Task statement:
Which lines in the listing below contain "axum"? Copy each of them.

Segment Start: Records supplied

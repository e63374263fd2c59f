//! Project catalog built from project assignments
//!
//! Harvest returns one assignment per project with its task assignments
//! nested. The form wants projects keyed by id, ordered by client then
//! project name, searchable by either name.

use std::collections::HashMap;

use serde_json::Value;
use tracing::warn;

use super::models::{Project, ProjectAssignment, ProjectView, Task, TaskGroup};

/// Groups raw assignments into sorted projects.
///
/// Assignments without a project or task list are skipped. Repeated project
/// ids merge, keeping task encounter order. `billable` is true unless
/// Harvest says `false`.
pub fn build_catalog(assignments: &[Value]) -> Vec<Project> {
    let mut order: Vec<u64> = Vec::new();
    let mut projects: HashMap<u64, Project> = HashMap::new();

    for raw in assignments {
        let assignment = match serde_json::from_value::<ProjectAssignment>(raw.clone()) {
            Ok(assignment) => assignment,
            Err(e) => {
                warn!(error = %e, "Skipping unreadable project assignment");
                continue;
            }
        };

        let (project_ref, task_assignments) =
            match (assignment.project, assignment.task_assignments) {
                (Some(project), Some(tasks)) => (project, tasks),
                _ => {
                    warn!(assignment_id = ?assignment.id, "Invalid assignment data");
                    continue;
                }
            };

        let project = projects.entry(project_ref.id).or_insert_with(|| {
            order.push(project_ref.id);
            Project {
                id: project_ref.id,
                name: project_ref.name.clone(),
                client_name: assignment
                    .client
                    .as_ref()
                    .map(|c| c.name.clone())
                    .unwrap_or_default(),
                tasks: Vec::new(),
            }
        });

        project.tasks.extend(task_assignments.into_iter().filter_map(|ta| {
            ta.task.map(|task| Task {
                id: task.id,
                name: task.name,
                billable: ta.billable != Some(false),
            })
        }));
    }

    let mut catalog: Vec<Project> = order
        .into_iter()
        .filter_map(|id| projects.remove(&id))
        .collect();

    catalog.sort_by(|a, b| {
        a.client_name
            .to_lowercase()
            .cmp(&b.client_name.to_lowercase())
            .then_with(|| a.name.to_lowercase().cmp(&b.name.to_lowercase()))
    });

    catalog
}

fn contains_text(text: &str, search: &str) -> bool {
    text.to_lowercase().contains(&search.to_lowercase())
}

/// Keeps projects whose name or client name contains `search`, ignoring case.
pub fn filter_projects(projects: Vec<Project>, search: &str) -> Vec<Project> {
    let search = search.trim();
    if search.is_empty() {
        return projects;
    }

    projects
        .into_iter()
        .filter(|p| contains_text(&p.name, search) || contains_text(&p.client_name, search))
        .collect()
}

/// Keeps, in every project, the tasks whose name contains `task_search`,
/// ignoring case. Projects stay listed even when no task matches.
pub fn filter_tasks(projects: Vec<Project>, task_search: &str) -> Vec<Project> {
    let task_search = task_search.trim();
    if task_search.is_empty() {
        return projects;
    }

    projects
        .into_iter()
        .map(|mut project| {
            project.tasks.retain(|t| contains_text(&t.name, task_search));
            project
        })
        .collect()
}

impl Project {
    /// Billable tasks first, then non-billable; empty groups omitted.
    pub fn task_groups(&self) -> Vec<TaskGroup> {
        let (billable, non_billable): (Vec<Task>, Vec<Task>) =
            self.tasks.iter().cloned().partition(|t| t.billable);

        [("Billable", billable), ("Non-Billable", non_billable)]
            .into_iter()
            .filter(|(_, tasks)| !tasks.is_empty())
            .map(|(label, tasks)| TaskGroup { label, tasks })
            .collect()
    }

    pub fn into_view(self) -> ProjectView {
        let task_groups = self.task_groups();
        ProjectView {
            project: self,
            task_groups,
        }
    }
}
// Error handling types for the API

use axum::{http::StatusCode, response::IntoResponse, Json};
use serde::Serialize;
use std::fmt;
use tracing::error;

use super::validation::ValidationResult;

/// API error types
///
/// Every handler converts its failures into one of these at its own
/// boundary; callers only ever see a status code and `{error, code}`.
#[derive(Debug)]
pub enum ApiError {
    /// A required environment variable is missing.
    ConfigurationError(String),
    /// Missing OAuth code or time-entry fields.
    InvalidRequest(String),
    /// No session cookie, or Harvest rejected the token.
    Unauthenticated(String),
    /// Harvest answered with a non-2xx, non-auth status.
    UpstreamError { status: StatusCode, message: String },
    /// Network or parse failure. Logged; the caller gets the message only.
    ServerError(String),
}

impl ApiError {
    /// Mirrors an upstream status code. Codes axum cannot represent become 502.
    pub fn upstream(status: u16, message: impl Into<String>) -> Self {
        ApiError::UpstreamError {
            status: StatusCode::from_u16(status).unwrap_or(StatusCode::BAD_GATEWAY),
            message: message.into(),
        }
    }

    pub fn status(&self) -> StatusCode {
        match self {
            ApiError::ConfigurationError(_) | ApiError::ServerError(_) => {
                StatusCode::INTERNAL_SERVER_ERROR
            }
            ApiError::InvalidRequest(_) => StatusCode::BAD_REQUEST,
            ApiError::Unauthenticated(_) => StatusCode::UNAUTHORIZED,
            ApiError::UpstreamError { status, .. } => *status,
        }
    }
}

impl fmt::Display for ApiError {
    fn fmt(&self, f: &mut fmt::Formatter<'_>) -> fmt::Result {
        match self {
            ApiError::ConfigurationError(msg) => write!(f, "Configuration Error: {}", msg),
            ApiError::InvalidRequest(msg) => write!(f, "Invalid Request: {}", msg),
            ApiError::Unauthenticated(msg) => write!(f, "Unauthenticated: {}", msg),
            ApiError::UpstreamError { status, message } => {
                write!(f, "Upstream Error ({}): {}", status.as_u16(), message)
            }
            ApiError::ServerError(msg) => write!(f, "Server Error: {}", msg),
        }
    }
}

impl std::error::Error for ApiError {}

/// JSON error response structure
#[derive(Serialize)]
pub struct ErrorResponse {
    pub error: String,
    pub code: String,
}

impl IntoResponse for ApiError {
    fn into_response(self) -> axum::response::Response {
        let status = self.status();
        let (error_message, code) = match self {
            ApiError::ConfigurationError(msg) => {
                error!(error = %msg, "Configuration error");
                (msg, "CONFIGURATION_ERROR")
            }
            ApiError::InvalidRequest(msg) => (msg, "INVALID_REQUEST"),
            ApiError::Unauthenticated(msg) => (msg, "UNAUTHENTICATED"),
            ApiError::UpstreamError { message, .. } => (message, "UPSTREAM_ERROR"),
            ApiError::ServerError(msg) => {
                error!(error = %msg, "Server error");
                (msg, "SERVER_ERROR")
            }
        };

        let error_response = ErrorResponse {
            error: error_message,
            code: code.to_string(),
        };

        (status, Json(error_response)).into_response()
    }
}

/// Helper function to convert ValidationResult to ApiError
impl From<ValidationResult> for ApiError {
    fn from(result: ValidationResult) -> Self {
        if result.is_valid {
            ApiError::ServerError("Validation result was valid but converted to error".to_string())
        } else {
            let error_messages: Vec<String> = result
                .errors
                .iter()
                .map(|e| format!("{}: {}", e.field, e.message))
                .collect();
            ApiError::InvalidRequest(error_messages.join(", "))
        }
    }
}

Segment End: Records supplied

Your response:
use axum::{http::StatusCode, response::IntoResponse, Json};
    /// Mirrors an upstream status code. Codes axum cannot represent become 502.
    fn into_response(self) -> axum::response::Response {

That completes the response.